◆ LISTED ENTRIES ◆
•••

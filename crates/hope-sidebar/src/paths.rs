//! Collection of route prefixes that request generated structure.
//!
//! Walks every locale's sidebar configuration and returns the prefixes whose
//! sidebar (or some nested group's children) is the `"structure"` marker.
//! Nested group prefixes accumulate: a group with prefix `api/` inside a
//! group with prefix `/guide/` contributes `/guide/api/`.
//!
//! A group whose children are neither an array nor the marker is reported
//! through the logger and contributes nothing. Other unrecognised values
//! (items that are not groups, prefix mapping values, unknown sidebar
//! shapes) are skipped.

use hope_app::Logger;
use hope_config::{STRUCTURE, SidebarChildren, SidebarItem, SidebarOptions, ThemeConfig};
use serde_json::Value;

/// Collect all prefixes needing generated structure, in locale order.
#[must_use]
pub fn collect_generate_paths(theme_config: &ThemeConfig, logger: &dyn Logger) -> Vec<String> {
    let mut result = Vec::new();

    for (locale_path, locale) in &theme_config.locales {
        match &locale.sidebar {
            SidebarOptions::Disabled => {}
            SidebarOptions::Structure => result.push(locale_path.clone()),
            SidebarOptions::Items(items) => scan_items(items, "", logger, &mut result),
            SidebarOptions::Prefixes(prefixes) => {
                for (prefix, config) in prefixes {
                    match config {
                        SidebarChildren::Structure => result.push(prefix.clone()),
                        SidebarChildren::Items(items) => {
                            scan_items(items, prefix, logger, &mut result);
                        }
                        SidebarChildren::Invalid(value) => {
                            tracing::debug!(
                                locale = %locale_path,
                                prefix = %prefix,
                                %value,
                                "Skipped sidebar prefix config"
                            );
                        }
                    }
                }
            }
            SidebarOptions::Invalid(value) => {
                tracing::debug!(
                    locale = %locale_path,
                    %value,
                    "Skipped unknown sidebar config"
                );
            }
        }
    }

    tracing::debug!(paths = ?result, "Collected sidebar generate paths");
    result
}

/// Collect prefixes from a manual item list.
///
/// # Arguments
///
/// * `children` - Item list to scan; anything but an array is reported
/// * `prefix` - Accumulated prefix of the enclosing groups
#[must_use]
pub fn generate_paths(
    children: &SidebarChildren,
    prefix: &str,
    logger: &dyn Logger,
) -> Vec<String> {
    let mut result = Vec::new();
    match children {
        SidebarChildren::Items(items) => scan_items(items, prefix, logger, &mut result),
        SidebarChildren::Structure => {
            report_invalid(&Value::from(STRUCTURE), prefix, logger);
        }
        SidebarChildren::Invalid(value) => report_invalid(value, prefix, logger),
    }
    result
}

/// Handle a group's children.
fn scan_children(
    children: &SidebarChildren,
    prefix: &str,
    logger: &dyn Logger,
    result: &mut Vec<String>,
) {
    match children {
        SidebarChildren::Structure => result.push(prefix.to_owned()),
        SidebarChildren::Items(items) => scan_items(items, prefix, logger, result),
        SidebarChildren::Invalid(value) => report_invalid(value, prefix, logger),
    }
}

fn scan_items(items: &[SidebarItem], prefix: &str, logger: &dyn Logger, result: &mut Vec<String>) {
    for item in items {
        if let SidebarItem::Group(group) = item {
            let child_prefix = format!("{prefix}{}", group.prefix.as_deref().unwrap_or_default());
            scan_children(&group.children, &child_prefix, logger, result);
        }
    }
}

fn report_invalid(value: &Value, prefix: &str, logger: &dyn Logger) {
    let location = if prefix.is_empty() {
        String::new()
    } else {
        format!(" under {prefix}")
    };
    logger.error(&format!(
        "Expecting array, but getting invalid sidebar config{location} with: {value}"
    ));
}
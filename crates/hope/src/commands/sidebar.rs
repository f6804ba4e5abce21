//! `hope sidebar` command implementation.

use std::path::{Path, PathBuf};

use clap::Args;
use hope_app::{AppEnv, FsApp, Page, load_pages};
use hope_config::LoadedOptions;
use hope_sidebar::SidebarSorter;
use hope_theme::hope_theme;

use crate::error::CliError;
use crate::output::Output;

/// Arguments for the sidebar command.
#[derive(Args)]
pub(crate) struct SidebarArgs {
    /// Page manifest (JSON or YAML list of pages).
    #[arg(short, long)]
    pages: PathBuf,

    /// Path to theme options file (default: auto-discover hope.toml).
    #[arg(short, long)]
    config: Option<PathBuf>,

    /// Directory for generated modules.
    #[arg(short, long, env = "HOPE_TEMP_DIR", default_value = ".temp")]
    temp_dir: PathBuf,

    /// Sidebar sorter keys, comma separated (overrides config).
    #[arg(long, value_delimiter = ',')]
    sorter: Vec<String>,

    /// Treat theme options as legacy and convert them first.
    #[arg(long)]
    legacy: bool,

    /// Dump the generated sidebar data to the log.
    #[arg(long)]
    pub debug: bool,

    /// Enable verbose output.
    #[arg(short, long)]
    pub verbose: bool,
}

impl SidebarArgs {
    /// Execute the sidebar command.
    ///
    /// # Errors
    ///
    /// Returns an error if options, pages or the theme fail to load, or the
    /// sidebar module cannot be written.
    pub(crate) fn execute(self) -> Result<(), CliError> {
        let output = Output::new();

        let loaded = LoadedOptions::load(self.config.as_deref())?;
        if let Some(config_path) = &loaded.config_path {
            output.info(&format!("Config: {}", config_path.display()));
        }

        let pages = load_pages(&self.pages)?;
        output.info(&format!("Pages: {}", pages.len()));

        let written = generate(
            loaded,
            pages,
            &SidebarSettings {
                temp_dir: self.temp_dir,
                sorter: self.sorter,
                legacy: self.legacy,
                debug: self.debug,
            },
        )?;

        output.success(&format!("Sidebar data written to {}", written.display()));
        Ok(())
    }
}

/// Resolved command settings.
struct SidebarSettings {
    temp_dir: PathBuf,
    sorter: Vec<String>,
    legacy: bool,
    debug: bool,
}

/// Build the theme and write its sidebar module.
fn generate(
    loaded: LoadedOptions,
    pages: Vec<Page>,
    settings: &SidebarSettings,
) -> Result<PathBuf, CliError> {
    let app = FsApp::new(
        pages,
        AppEnv {
            is_debug: settings.debug,
            temp_dir: resolve_temp_dir(&settings.temp_dir, loaded.config_path.as_deref()),
        },
    );

    let mut function = hope_theme(loaded.options, settings.legacy);
    if !settings.sorter.is_empty() {
        function = function.with_sorter(SidebarSorter::from_names(&settings.sorter)?);
    }

    let theme = function.call(&app)?;
    Ok(theme.on_prepared(&app)?)
}

/// Resolve a relative temp dir against the config file's directory.
fn resolve_temp_dir(temp_dir: &Path, config_path: Option<&Path>) -> PathBuf {
    match config_path.and_then(Path::parent) {
        Some(base) if temp_dir.is_relative() => base.join(temp_dir),
        _ => temp_dir.to_path_buf(),
    }
}

#[cfg(test)]
mod tests {
    use std::fs;

    use hope_config::ThemeOptions;
    use pretty_assertions::assert_eq;
    use serde_json::json;

    use super::*;

    fn settings(temp_dir: &Path) -> SidebarSettings {
        SidebarSettings {
            temp_dir: temp_dir.to_path_buf(),
            sorter: Vec::new(),
            legacy: false,
            debug: false,
        }
    }

    fn loaded(value: serde_json::Value) -> LoadedOptions {
        LoadedOptions {
            options: serde_json::from_value::<ThemeOptions>(value).unwrap(),
            config_path: None,
        }
    }

    #[test]
    fn test_resolve_temp_dir_relative_to_config() {
        assert_eq!(
            resolve_temp_dir(Path::new(".temp"), Some(Path::new("/site/hope.toml"))),
            PathBuf::from("/site/.temp")
        );
        assert_eq!(
            resolve_temp_dir(Path::new("/tmp/out"), Some(Path::new("/site/hope.toml"))),
            PathBuf::from("/tmp/out")
        );
        assert_eq!(resolve_temp_dir(Path::new(".temp"), None), PathBuf::from(".temp"));
    }

    #[test]
    fn test_generate_writes_module() {
        let dir = tempfile::tempdir().unwrap();
        let pages = vec![Page::new("b.md", "B"), Page::new("a.md", "A")];

        let written = generate(
            loaded(json!({ "sidebar": "structure" })),
            pages,
            &settings(dir.path()),
        )
        .unwrap();

        assert_eq!(written, dir.path().join("theme-hope/sidebar.js"));
        assert_eq!(
            fs::read_to_string(written).unwrap(),
            "export const sidebarData = {\"/\":[\"a.md\",\"b.md\"]};\n"
        );
    }

    #[test]
    fn test_generate_rejects_unknown_sorter() {
        let dir = tempfile::tempdir().unwrap();
        let mut settings = settings(dir.path());
        settings.sorter = vec!["shuffle".to_owned()];

        let result = generate(loaded(json!({})), Vec::new(), &settings);

        assert!(matches!(result, Err(CliError::Sorter(_))));
    }
}
//! CLI command implementations.

pub(crate) mod migrate;
pub(crate) mod sidebar;

pub(crate) use migrate::MigrateArgs;
pub(crate) use sidebar::SidebarArgs;
//! Rendering of the info tree into sidebar items.

use hope_config::{SidebarChildren, SidebarGroup, SidebarItem};
use serde_json::Map;

use crate::info::SidebarInfo;

/// Convert info nodes into sidebar items.
///
/// Files become bare page paths relative to the enclosing group; directories
/// become groups with `prefix` set to `<dirname>/`.
#[must_use]
pub fn get_sidebar_items(infos: &[SidebarInfo<'_>]) -> Vec<SidebarItem> {
    infos
        .iter()
        .map(|info| match info {
            SidebarInfo::File(file) => SidebarItem::page(file.filename),
            SidebarInfo::Dir(dir) => SidebarItem::Group(SidebarGroup {
                text: dir.title.clone(),
                prefix: Some(format!("{}/", dir.dirname)),
                link: dir.group_info.link.clone(),
                icon: dir.group_info.icon.clone(),
                collapsable: dir.group_info.collapsable,
                children: SidebarChildren::Items(get_sidebar_items(&dir.children)),
                extra: Map::new(),
            }),
        })
        .collect()
}
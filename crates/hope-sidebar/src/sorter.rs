//! Sibling ordering for generated sidebars.
//!
//! A [`SidebarSorter`] is either a list of [`SorterKey`]s applied in turn
//! (the first key that distinguishes two nodes decides) or a custom
//! comparator.
//!
//! # Order Semantics
//!
//! `order` values split into three bands:
//!
//! ```text
//! 1, 2, 3 ...   positive (and zero), ascending
//! (no order)
//! -3, -2, -1    negative, ascending, so -1 is last
//! ```
//!
//! Dates are compared as instants. RFC 3339 timestamps are normalized to UTC;
//! `YYYY-MM-DD`, `YYYY/MM/DD` and `YYYY-MM-DD HH:MM[:SS]` are read as given,
//! digits need not be zero-padded. Unparseable dates count as undated.

use std::cmp::Ordering;
use std::fmt;
use std::str::FromStr;
use std::sync::Arc;

use chrono::{DateTime, NaiveDate, NaiveDateTime};

use crate::info::SidebarInfo;

/// Comparator over sidebar nodes.
pub type SidebarCompareFn = dyn Fn(&SidebarInfo<'_>, &SidebarInfo<'_>) -> Ordering + Send + Sync;

/// One criterion of a key-based sorter.
#[derive(Clone, Copy, Debug, PartialEq, Eq)]
pub enum SorterKey {
    /// README files first.
    Readme,
    /// By `order`, see the module docs.
    Order,
    /// By date, older first; undated last.
    Date,
    /// By date, newer first; undated last.
    DateDesc,
    /// By title, case-insensitive.
    Title,
    /// By file or directory name.
    Filename,
}

/// Error for sorter names that match no [`SorterKey`].
#[derive(Debug, thiserror::Error)]
#[error("Unknown sidebar sorter: {0}")]
pub struct UnknownSorterKey(pub String);

impl FromStr for SorterKey {
    type Err = UnknownSorterKey;

    fn from_str(s: &str) -> Result<Self, Self::Err> {
        match s {
            "readme" => Ok(Self::Readme),
            "order" => Ok(Self::Order),
            "date" => Ok(Self::Date),
            "date-desc" => Ok(Self::DateDesc),
            "title" => Ok(Self::Title),
            "filename" => Ok(Self::Filename),
            other => Err(UnknownSorterKey(other.to_owned())),
        }
    }
}

/// Keys used when no sorter is configured.
pub const DEFAULT_SORTER_KEYS: [SorterKey; 4] = [
    SorterKey::Readme,
    SorterKey::Order,
    SorterKey::Title,
    SorterKey::Filename,
];

/// Sibling ordering policy.
#[derive(Clone)]
pub enum SidebarSorter {
    /// Apply keys in turn.
    Keys(Vec<SorterKey>),
    /// Custom comparator.
    Custom(Arc<SidebarCompareFn>),
}

impl Default for SidebarSorter {
    fn default() -> Self {
        Self::Keys(DEFAULT_SORTER_KEYS.to_vec())
    }
}

impl fmt::Debug for SidebarSorter {
    fn fmt(&self, f: &mut fmt::Formatter<'_>) -> fmt::Result {
        match self {
            Self::Keys(keys) => f.debug_tuple("Keys").field(keys).finish(),
            Self::Custom(_) => f.write_str("Custom(..)"),
        }
    }
}

impl SidebarSorter {
    /// Create a sorter from a custom comparator.
    pub fn custom(
        compare: impl Fn(&SidebarInfo<'_>, &SidebarInfo<'_>) -> Ordering + Send + Sync + 'static,
    ) -> Self {
        Self::Custom(Arc::new(compare))
    }

    /// Parse sorter key names (e.g., `["readme", "date-desc"]`).
    ///
    /// An empty list yields the default sorter.
    ///
    /// # Errors
    ///
    /// Returns [`UnknownSorterKey`] for the first unknown name.
    pub fn from_names<S: AsRef<str>>(names: &[S]) -> Result<Self, UnknownSorterKey> {
        if names.is_empty() {
            return Ok(Self::default());
        }
        names
            .iter()
            .map(|name| name.as_ref().parse())
            .collect::<Result<_, _>>()
            .map(Self::Keys)
    }

    /// Compare two sibling nodes.
    #[must_use]
    pub fn compare(&self, a: &SidebarInfo<'_>, b: &SidebarInfo<'_>) -> Ordering {
        match self {
            Self::Keys(keys) => keys
                .iter()
                .map(|key| compare_by_key(*key, a, b))
                .find(|ordering| ordering.is_ne())
                .unwrap_or(Ordering::Equal),
            Self::Custom(compare) => compare(a, b),
        }
    }
}

fn compare_by_key(key: SorterKey, a: &SidebarInfo<'_>, b: &SidebarInfo<'_>) -> Ordering {
    match key {
        SorterKey::Readme => b.is_readme().cmp(&a.is_readme()),
        SorterKey::Order => compare_order(a.order(), b.order()),
        SorterKey::Date => compare_present_first(parsed_date(a), parsed_date(b), |x, y| x.cmp(y)),
        SorterKey::DateDesc => {
            compare_present_first(parsed_date(a), parsed_date(b), |x, y| y.cmp(x))
        }
        SorterKey::Title => a
            .title()
            .to_lowercase()
            .cmp(&b.title().to_lowercase())
            .then_with(|| a.title().cmp(b.title())),
        SorterKey::Filename => a.name().cmp(b.name()),
    }
}

fn parsed_date(info: &SidebarInfo<'_>) -> Option<NaiveDateTime> {
    info.date().and_then(parse_date)
}

/// Parse a frontmatter date.
fn parse_date(raw: &str) -> Option<NaiveDateTime> {
    let raw = raw.trim();
    if let Ok(date_time) = DateTime::parse_from_rfc3339(raw) {
        return Some(date_time.naive_utc());
    }
    ["%Y-%m-%d %H:%M:%S", "%Y-%m-%dT%H:%M:%S", "%Y-%m-%d %H:%M", "%Y-%m-%dT%H:%M"]
        .iter()
        .find_map(|format| NaiveDateTime::parse_from_str(raw, format).ok())
        .or_else(|| {
            ["%Y-%m-%d", "%Y/%m/%d"]
                .iter()
                .find_map(|format| NaiveDate::parse_from_str(raw, format).ok())
                .and_then(|date| date.and_hms_opt(0, 0, 0))
        })
}

/// Rank of an `order` value: positive band, unordered, negative band.
fn order_band(order: Option<i64>) -> u8 {
    match order {
        Some(value) if value >= 0 => 0,
        None => 1,
        Some(_) => 2,
    }
}

fn compare_order(a: Option<i64>, b: Option<i64>) -> Ordering {
    order_band(a)
        .cmp(&order_band(b))
        .then_with(|| a.cmp(&b))
}

fn compare_present_first<T>(
    a: Option<T>,
    b: Option<T>,
    compare: impl Fn(&T, &T) -> Ordering,
) -> Ordering {
    match (a, b) {
        (Some(x), Some(y)) => compare(&x, &y),
        (Some(_), None) => Ordering::Less,
        (None, Some(_)) => Ordering::Greater,
        (None, None) => Ordering::Equal,
    }
}
//! hope CLI - theme tooling.
//!
//! Provides commands for:
//! - `sidebar`: Generate structure sidebar data for a page manifest
//! - `migrate`: Convert legacy theme options to the current shape

mod commands;
mod error;
mod output;

use clap::{Parser, Subcommand};
use tracing_subscriber::EnvFilter;

use commands::{MigrateArgs, SidebarArgs};
use output::Output;

/// hope - theme tooling.
#[derive(Parser)]
#[command(name = "hope", version, about)]
struct Cli {
    #[command(subcommand)]
    command: Commands,
}

#[derive(Subcommand)]
enum Commands {
    /// Generate sidebar data from a page manifest.
    Sidebar(SidebarArgs),
    /// Convert legacy theme options.
    Migrate(MigrateArgs),
}

fn main() {
    let cli = Cli::parse();
    let output = Output::new();

    let verbose = match &cli.command {
        Commands::Sidebar(args) => args.verbose || args.debug,
        Commands::Migrate(args) => args.verbose,
    };

    // --verbose enables INFO level, otherwise use RUST_LOG or default to WARN
    let filter = if verbose {
        EnvFilter::new("info")
    } else {
        EnvFilter::from_default_env()
    };
    tracing_subscriber::fmt()
        .with_env_filter(filter)
        .with_writer(std::io::stderr)
        .init();

    let result = match cli.command {
        Commands::Sidebar(args) => args.execute(),
        Commands::Migrate(args) => args.execute(),
    };

    if let Err(err) = result {
        output.error(&format!("Error: {err}"));
        std::process::exit(1);
    }
}
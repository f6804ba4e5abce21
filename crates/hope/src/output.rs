//! Colored terminal output utilities.

use console::{Style, Term};

/// Terminal output formatter.
pub(crate) struct Output {
    term: Term,
    data: Term,
    green: Style,
    red: Style,
}

impl Output {
    /// Create a new output formatter.
    #[must_use]
    pub(crate) fn new() -> Self {
        Self {
            term: Term::stderr(),
            data: Term::stdout(),
            green: Style::new().green(),
            red: Style::new().red(),
        }
    }

    /// Print an info message.
    pub(crate) fn info(&self, msg: &str) {
        let _ = self.term.write_line(msg);
    }

    /// Print a success message (green).
    pub(crate) fn success(&self, msg: &str) {
        let _ = self.term.write_line(&self.green.apply_to(msg).to_string());
    }

    /// Print an error message (red).
    pub(crate) fn error(&self, msg: &str) {
        let _ = self.term.write_line(&self.red.apply_to(msg).to_string());
    }

    /// Print command output to stdout, unstyled.
    pub(crate) fn data(&self, msg: &str) {
        let _ = self.data.write_line(msg);
    }
}
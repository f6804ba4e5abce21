//! Navbar configuration types.

use serde::{Deserialize, Serialize};
use serde_json::{Map, Value};

/// Navbar item list.
pub type NavbarOptions = Vec<NavbarItem>;

/// One navbar entry.
#[derive(Clone, Debug, PartialEq, Serialize, Deserialize)]
#[serde(untagged)]
pub enum NavbarItem {
    /// Page source path, rendered with the page's own title.
    Page(String),
    /// Dropdown group.
    Group(NavbarGroup),
    /// Explicit link.
    Link(NavbarLink),
}

/// Explicit navbar link.
#[derive(Clone, Debug, PartialEq, Serialize, Deserialize)]
#[serde(rename_all = "camelCase")]
pub struct NavbarLink {
    /// Display text.
    pub text: String,
    /// Link target.
    pub link: String,
    /// Icon name.
    #[serde(default, skip_serializing_if = "Option::is_none")]
    pub icon: Option<String>,
    /// Other display options, passed through.
    #[serde(flatten)]
    pub extra: Map<String, Value>,
}

/// Dropdown navbar group.
#[derive(Clone, Debug, PartialEq, Serialize, Deserialize)]
#[serde(rename_all = "camelCase")]
pub struct NavbarGroup {
    /// Group title.
    pub text: String,
    /// Prefix prepended to children paths.
    #[serde(default, skip_serializing_if = "Option::is_none")]
    pub prefix: Option<String>,
    /// Icon name.
    #[serde(default, skip_serializing_if = "Option::is_none")]
    pub icon: Option<String>,
    /// Dropdown entries.
    pub children: Vec<NavbarItem>,
    /// Other display options, passed through.
    #[serde(flatten)]
    pub extra: Map<String, Value>,
}

#[cfg(test)]
mod tests {
    use serde_json::json;

    use super::*;

    #[test]
    fn test_parse_mixed_navbar() {
        let navbar: NavbarOptions = serde_json::from_value(json!([
            "/guide/",
            { "text": "Blog", "link": "/blog/", "icon": "blog" },
            {
                "text": "More",
                "prefix": "/more/",
                "children": ["a.md", { "text": "B", "link": "b.md" }]
            }
        ]))
        .unwrap();

        assert_eq!(navbar[0], NavbarItem::Page("/guide/".to_owned()));
        assert!(matches!(
            &navbar[1],
            NavbarItem::Link(link) if link.icon.as_deref() == Some("blog")
        ));
        assert!(matches!(&navbar[2], NavbarItem::Group(group) if group.children.len() == 2));
    }
}
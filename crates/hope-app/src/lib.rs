//! Site build application seam for hope.
//!
//! Theme code never loads content or touches the output directory itself.
//! It talks to the surrounding site build through the [`App`] trait:
//!
//! - [`App::pages`] exposes the already-loaded [`Page`] list
//! - [`App::write_temp`] persists generated modules
//! - [`App::logger`] is the shared build [`Logger`]
//!
//! # Implementations
//!
//! - [`FsApp`] writes temp files under [`AppEnv::temp_dir`]
//! - `MockApp` keeps everything in memory (behind the `mock` feature flag)

mod app;
mod logger;
#[cfg(feature = "mock")]
mod mock;
mod page;

use std::path::PathBuf;

pub use app::{App, AppEnv, FsApp};
pub use logger::{Logger, TracingLogger};
#[cfg(feature = "mock")]
pub use mock::{LogEntry, LogLevel, MemoryLogger, MockApp};
pub use page::{DirFrontmatter, Page, PageFrontmatter, README, load_pages};

/// Application error.
#[derive(Debug, thiserror::Error)]
pub enum AppError {
    /// I/O error on a specific path.
    #[error("I/O error on {}: {source}", path.display())]
    Io {
        /// Affected path.
        path: PathBuf,
        /// Underlying error.
        #[source]
        source: std::io::Error,
    },
    /// Page manifest could not be parsed.
    #[error("Invalid page manifest: {0}")]
    Manifest(String),
}
//! Heading and subtitle, typed on entry.

use reverie_core::effects::{BurstKind, SoundCue};
use reverie_core::error::StageError;
use reverie_stage::{RenderNode, Scene, SceneContext, TextRole};
use reverie_typewriter::composite::{BODY_SPEED, INTRO_PAUSE, INTRO_PAUSE_REDUCED, TITLE_SPEED};
use reverie_typewriter::{Line, TextBuffer};
use tokio::task::JoinSet;
use tracing::debug;

use super::{forward, sink};
use crate::domain::script::TitleCardSpec;

/// Opening card. A completes it and moves on; B goes back.
pub struct TitleCardScene {
    spec: TitleCardSpec,
    title: TextBuffer,
    subtitle: TextBuffer,
    tasks: JoinSet<()>,
}

impl TitleCardScene {
    /// Creates the scene; nothing is typed until `enter`.
    #[must_use]
    pub fn new(spec: TitleCardSpec) -> Self {
        Self {
            spec,
            title: TextBuffer::new(),
            subtitle: TextBuffer::new(),
            tasks: JoinSet::new(),
        }
    }
}

impl Scene for TitleCardScene {
    fn enter(&mut self, ctx: &SceneContext) -> Result<RenderNode, StageError> {
        let typewriter = ctx.typewriter.clone();
        let title = Line::paced(sink(&self.title), self.spec.title.clone(), TITLE_SPEED);
        let subtitle = Line::paced(sink(&self.subtitle), self.spec.subtitle.clone(), BODY_SPEED);
        let pause = if ctx.reduced_motion {
            INTRO_PAUSE_REDUCED
        } else {
            INTRO_PAUSE
        };
        let id = ctx.id.clone();
        let epoch = typewriter.cancellation().current();
        self.tasks.spawn(async move {
            let outcome = typewriter
                .type_title_then_subtitle_at(title, subtitle, pause, epoch)
                .await;
            debug!(scene = %id, ?outcome, "title card revealed");
        });

        Ok(RenderNode::column([
            RenderNode::text(TextRole::Title, &self.title),
            RenderNode::text(TextRole::Subtitle, &self.subtitle),
            RenderNode::button("start", &TextBuffer::with_text("Start")),
        ]))
    }

    fn exit(&mut self) -> Result<(), StageError> {
        self.tasks.abort_all();
        Ok(())
    }

    fn on_primary_action(&mut self, ctx: &SceneContext) {
        ctx.effects.audio.play_effect(SoundCue::Confirm);
        ctx.effects.particles.burst(BurstKind::Mini);
        forward(ctx.handle.mark_current_complete());
        forward(ctx.handle.advance());
    }

    fn on_secondary_action(&mut self, ctx: &SceneContext) {
        forward(ctx.handle.retreat());
    }
}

•••

◆ TASK REQUIREMENTS ◆
Lines from the top of the entries above to the line that contains "marker is reported" should be set down exactly, please, with both ends kept and nothing added.

◆ SOLUTION ◆
filename crates/hope-sidebar/src/paths.rs
//! Collection of route prefixes that request generated structure.
//!
//! Walks every locale's sidebar configuration and returns the prefixes whose
//! sidebar (or some nested group's children) is the `"structure"` marker.
//! Nested group prefixes accumulate: a group with prefix `api/` inside a
//! group with prefix `/guide/` contributes `/guide/api/`.
//!
//! A group whose children are neither an array nor the marker is reported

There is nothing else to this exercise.